(The records):
--- START ---

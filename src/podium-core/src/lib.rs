//! Podium Core Library
//!
//! Provides the turn-taking debate engine, persona and prompt composition,
//! backend traits, and audio playback sequencing.

pub mod audio;
pub mod backend;
pub mod config;
pub mod engine;
pub mod error;
pub mod persona;
pub mod session;

pub use audio::{KokoroSpeech, PlaybackSequencer, SpeakOutcome, WavWriterSink};
pub use backend::{AudioClip, AudioSink, ChatSession, LanguageBackend, SpeechBackend};
pub use config::Config;
pub use engine::{
    DebateEvent, EngineModels, EngineState, SpeakerState, TurnEngine, TurnRecord, TurnRole,
};
pub use error::DebateError;
pub use persona::{AnswerLength, DebateMode, DebateSetup, Persona};
pub use session::OpenAiBackend;
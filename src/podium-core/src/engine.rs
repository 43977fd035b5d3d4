//! Turn-taking debate orchestration.
//!
//! The `TurnEngine` owns two conversation sessions and drives the loop:
//! select speaker, stream the reply, vocalize it, advance, schedule the next
//! turn. Hold, resume, and stop can arrive at any point; the loop observes
//! them cooperatively at its suspension points (between stream fragments,
//! after playback settles, during the inter-turn delay) and never leaves an
//! orphaned request or audio source behind. All presentation goes through an
//! event callback; the engine never touches rendering.

use std::sync::atomic::{AtomicBool, AtomicU64, Ordering};
use std::sync::{Arc, Mutex};
use std::time::Duration;

use futures::StreamExt;
use serde::Serialize;
use tokio::sync::Notify;
use tokio_util::sync::CancellationToken;
use tracing::{debug, info, warn};

use crate::audio::{PlaybackSequencer, SpeakOutcome};
use crate::backend::{AudioSink, ChatSession, LanguageBackend, SpeechBackend};
use crate::error::DebateError;
use crate::persona::{DebateSetup, Persona};

/// Delay between a settled turn and the next one. Nonzero so the projection
/// can settle, and always cancelable.
pub const TURN_DELAY: Duration = Duration::from_millis(500);

/// Who authored a transcript record.
#[derive(Debug, Clone, Copy, PartialEq, Eq, Serialize)]
pub enum TurnRole {
    Speaker(usize),
    Summary,
}

/// One completed (or interrupted) exchange in the transcript.
#[derive(Debug, Clone, Serialize)]
pub struct TurnRecord {
    /// Stable identifier, addresses the UI node for this turn.
    pub id: String,
    pub role: TurnRole,
    /// Display name for speaker records.
    pub speaker: Option<String>,
    /// Full text, accumulated from streamed fragments.
    pub text: String,
}

/// Visual state of one debater.
#[derive(Debug, Clone, Copy, PartialEq, Eq)]
pub enum SpeakerState {
    Idle,
    Thinking,
    Speaking,
}

/// Events emitted to the UI collaborator.
#[derive(Debug, Clone)]
pub enum DebateEvent {
    DebateStarted { topic: String },
    TurnStarted { turn_id: String, speaker_index: usize, speaker_name: String },
    /// Incremental render update; `text` is the full accumulated partial text.
    TurnTextUpdated { turn_id: String, text: String },
    TurnCompleted { turn_id: String, speaker_index: usize, text: String },
    SpeakerStateChanged { speaker_index: usize, state: SpeakerState },
    /// Inline error bubble for a failed turn.
    ErrorRecord { turn_id: String, message: String },
    /// Transient notification; playback failures never stall the loop.
    PlaybackFailed { message: String },
    SummaryStarted { turn_id: String },
    SummaryReady { turn_id: String, text: String },
    SummaryFailed { turn_id: String, message: String },
    DebateStopped,
}

pub type EventCallback = Box<dyn Fn(DebateEvent) + Send + Sync>;

/// Engine lifecycle state.
#[derive(Debug, Clone, Copy, PartialEq, Eq)]
pub enum EngineState {
    Idle,
    Starting,
    Speaking(usize),
    Vocalizing(usize),
    Scheduled,
    Paused,
    Summarizing,
    Stopped,
}

/// Model names for the two kinds of completion the engine issues.
#[derive(Debug, Clone)]
pub struct EngineModels {
    pub chat: String,
    pub summary: String,
}

enum TurnFlow {
    /// Turn settled cleanly; schedule the next one.
    Advance,
    /// Do not schedule; the loop re-reads the flags.
    Hold,
}

/// Finite-state controller for one debate at a time.
#[derive(Clone)]
pub struct TurnEngine {
    inner: Arc<EngineInner>,
}

struct EngineInner {
    language: Arc<dyn LanguageBackend>,
    sequencer: PlaybackSequencer,
    models: EngineModels,
    callback: Mutex<Option<EventCallback>>,

    running: AtomicBool,
    paused: AtomicBool,
    interrupted: AtomicBool,
    /// Monotonic turn counter; speaker = index mod 2.
    turn_index: AtomicU64,
    /// Id source for turn / summary records.
    record_counter: AtomicU64,
    /// Run epoch; results from a superseded run compare stale and are dropped.
    epoch: AtomicU64,

    state: Mutex<EngineState>,
    /// Wakes the driver out of the pause park and the inter-turn delay.
    wake: Notify,
    run_token: Mutex<CancellationToken>,

    sessions: tokio::sync::Mutex<Vec<Box<dyn ChatSession>>>,
    personas: Mutex<Vec<Persona>>,
    setup: Mutex<Option<DebateSetup>>,
    transcript: Mutex<Vec<TurnRecord>>,
    /// The next incoming message for whichever speaker is due.
    pending: Mutex<Option<String>>,
}

impl TurnEngine {
    pub fn new(
        language: Arc<dyn LanguageBackend>,
        speech: Arc<dyn SpeechBackend>,
        sink: Arc<dyn AudioSink>,
        models: EngineModels,
    ) -> Self {
        Self {
            inner: Arc::new(EngineInner {
                language,
                sequencer: PlaybackSequencer::new(speech, sink),
                models,
                callback: Mutex::new(None),
                running: AtomicBool::new(false),
                paused: AtomicBool::new(false),
                interrupted: AtomicBool::new(false),
                turn_index: AtomicU64::new(0),
                record_counter: AtomicU64::new(0),
                epoch: AtomicU64::new(0),
                state: Mutex::new(EngineState::Idle),
                wake: Notify::new(),
                run_token: Mutex::new(CancellationToken::new()),
                sessions: tokio::sync::Mutex::new(Vec::new()),
                personas: Mutex::new(Vec::new()),
                setup: Mutex::new(None),
                transcript: Mutex::new(Vec::new()),
                pending: Mutex::new(None),
            }),
        }
    }

    /// Register the event callback. Replaces any previous one.
    pub fn with_callback(self, callback: EventCallback) -> Self {
        *self.inner.callback.lock().unwrap() = Some(callback);
        self
    }

    /// Begin a debate. Validates input, constructs both sessions, seeds the
    /// opening prompt for speaker 0, and spawns the driver loop. A run
    /// already in progress is superseded.
    pub async fn start(&self, setup: DebateSetup, personas: Vec<Persona>) -> Result<(), DebateError> {
        if setup.topic.trim().is_empty() {
            return Err(DebateError::Validation(
                "debate topic must not be empty".to_string(),
            ));
        }
        if personas.len() != 2 {
            return Err(DebateError::Validation(format!(
                "a debate needs exactly two personas, got {}",
                personas.len()
            )));
        }

        let inner = &self.inner;
        let epoch = inner.epoch.fetch_add(1, Ordering::SeqCst) + 1;
        {
            let mut token = inner.run_token.lock().unwrap();
            token.cancel();
            *token = CancellationToken::new();
        }
        inner.sequencer.stop_all();
        inner.interrupted.store(false, Ordering::SeqCst);
        inner.paused.store(false, Ordering::SeqCst);
        inner.turn_index.store(0, Ordering::SeqCst);
        inner.record_counter.store(0, Ordering::SeqCst);
        inner.transcript.lock().unwrap().clear();
        inner.set_state(EngineState::Starting);

        let instruction_0 = personas[0].system_instruction(&setup, &personas[1].name);
        let instruction_1 = personas[1].system_instruction(&setup, &personas[0].name);
        let sessions = match futures::try_join!(
            inner.language.create_session(&inner.models.chat, &instruction_0),
            inner.language.create_session(&inner.models.chat, &instruction_1),
        ) {
            Ok((first, second)) => vec![first, second],
            Err(e) => {
                inner.set_state(EngineState::Idle);
                return Err(e);
            }
        };

        *inner.sessions.lock().await = sessions;
        *inner.pending.lock().unwrap() = Some(setup.opening_prompt());
        *inner.personas.lock().unwrap() = personas;
        inner.running.store(true, Ordering::SeqCst);
        info!(topic = %setup.topic, "debate started");
        inner.emit(DebateEvent::DebateStarted {
            topic: setup.topic.clone(),
        });
        *inner.setup.lock().unwrap() = Some(setup);

        let token = inner.run_token.lock().unwrap().clone();
        let driver = Arc::clone(inner);
        tokio::spawn(async move { driver.drive(epoch, token).await });
        Ok(())
    }

    /// Toggle hold. Entering hold cancels the pending turn timer and
    /// force-stops playback but keeps already-rendered partial text; leaving
    /// hold resumes at the top of the loop with the turn index unchanged.
    /// Returns the new paused state.
    pub fn toggle_hold(&self) -> bool {
        let inner = &self.inner;
        let paused = !inner.paused.load(Ordering::SeqCst);
        inner.paused.store(paused, Ordering::SeqCst);
        if paused {
            debug!("debate held");
            inner.sequencer.stop_all();
            inner.emit_speakers_idle();
        } else {
            debug!("debate resumed");
        }
        inner.wake.notify_one();
        paused
    }

    /// Terminally interrupt the current run. Idempotent. With `with_summary`
    /// and at least one spoken turn, a single summary is requested from the
    /// full speaker-labeled transcript; a summary failure is reported inline
    /// and the engine still ends `Stopped`.
    pub async fn stop(&self, with_summary: bool) {
        self.inner.stop(with_summary).await;
    }

    /// Re-vocalize a past turn through the debate speech slot. Returns false
    /// for an unknown or non-speaker record.
    pub async fn speak_again(&self, turn_id: &str) -> bool {
        let inner = &self.inner;
        let Some((text, voice)) = inner.record_voice(turn_id) else {
            return false;
        };
        if let SpeakOutcome::Failed(message) = inner.sequencer.speak(&text, &voice).await {
            inner.emit(DebateEvent::PlaybackFailed { message });
        }
        true
    }

    /// Silence the debate speech slot without touching the turn loop.
    pub fn stop_voices(&self) {
        self.inner.sequencer.stop_all();
    }

    pub fn state(&self) -> EngineState {
        *self.inner.state.lock().unwrap()
    }

    pub fn is_running(&self) -> bool {
        self.inner.running.load(Ordering::SeqCst)
    }

    pub fn is_paused(&self) -> bool {
        self.inner.paused.load(Ordering::SeqCst)
    }

    pub fn transcript(&self) -> Vec<TurnRecord> {
        self.inner.transcript.lock().unwrap().clone()
    }
}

--- END ---

Your answer must be the line containing "requested from the" through the last line above, copied exactly, with nothing added.

    /// and at least one spoken turn, a single summary is requested from the
    /// full speaker-labeled transcript; a summary failure is reported inline
    /// and the engine still ends `Stopped`.
    pub async fn stop(&self, with_summary: bool) {
        self.inner.stop(with_summary).await;
    }

    /// Re-vocalize a past turn through the debate speech slot. Returns false
    /// for an unknown or non-speaker record.
    pub async fn speak_again(&self, turn_id: &str) -> bool {
        let inner = &self.inner;
        let Some((text, voice)) = inner.record_voice(turn_id) else {
            return false;
        };
        if let SpeakOutcome::Failed(message) = inner.sequencer.speak(&text, &voice).await {
            inner.emit(DebateEvent::PlaybackFailed { message });
        }
        true
    }

    /// Silence the debate speech slot without touching the turn loop.
    pub fn stop_voices(&self) {
        self.inner.sequencer.stop_all();
    }

    pub fn state(&self) -> EngineState {
        *self.inner.state.lock().unwrap()
    }

    pub fn is_running(&self) -> bool {
        self.inner.running.load(Ordering::SeqCst)
    }

    pub fn is_paused(&self) -> bool {
        self.inner.paused.load(Ordering::SeqCst)
    }

    pub fn transcript(&self) -> Vec<TurnRecord> {
        self.inner.transcript.lock().unwrap().clone()
    }
}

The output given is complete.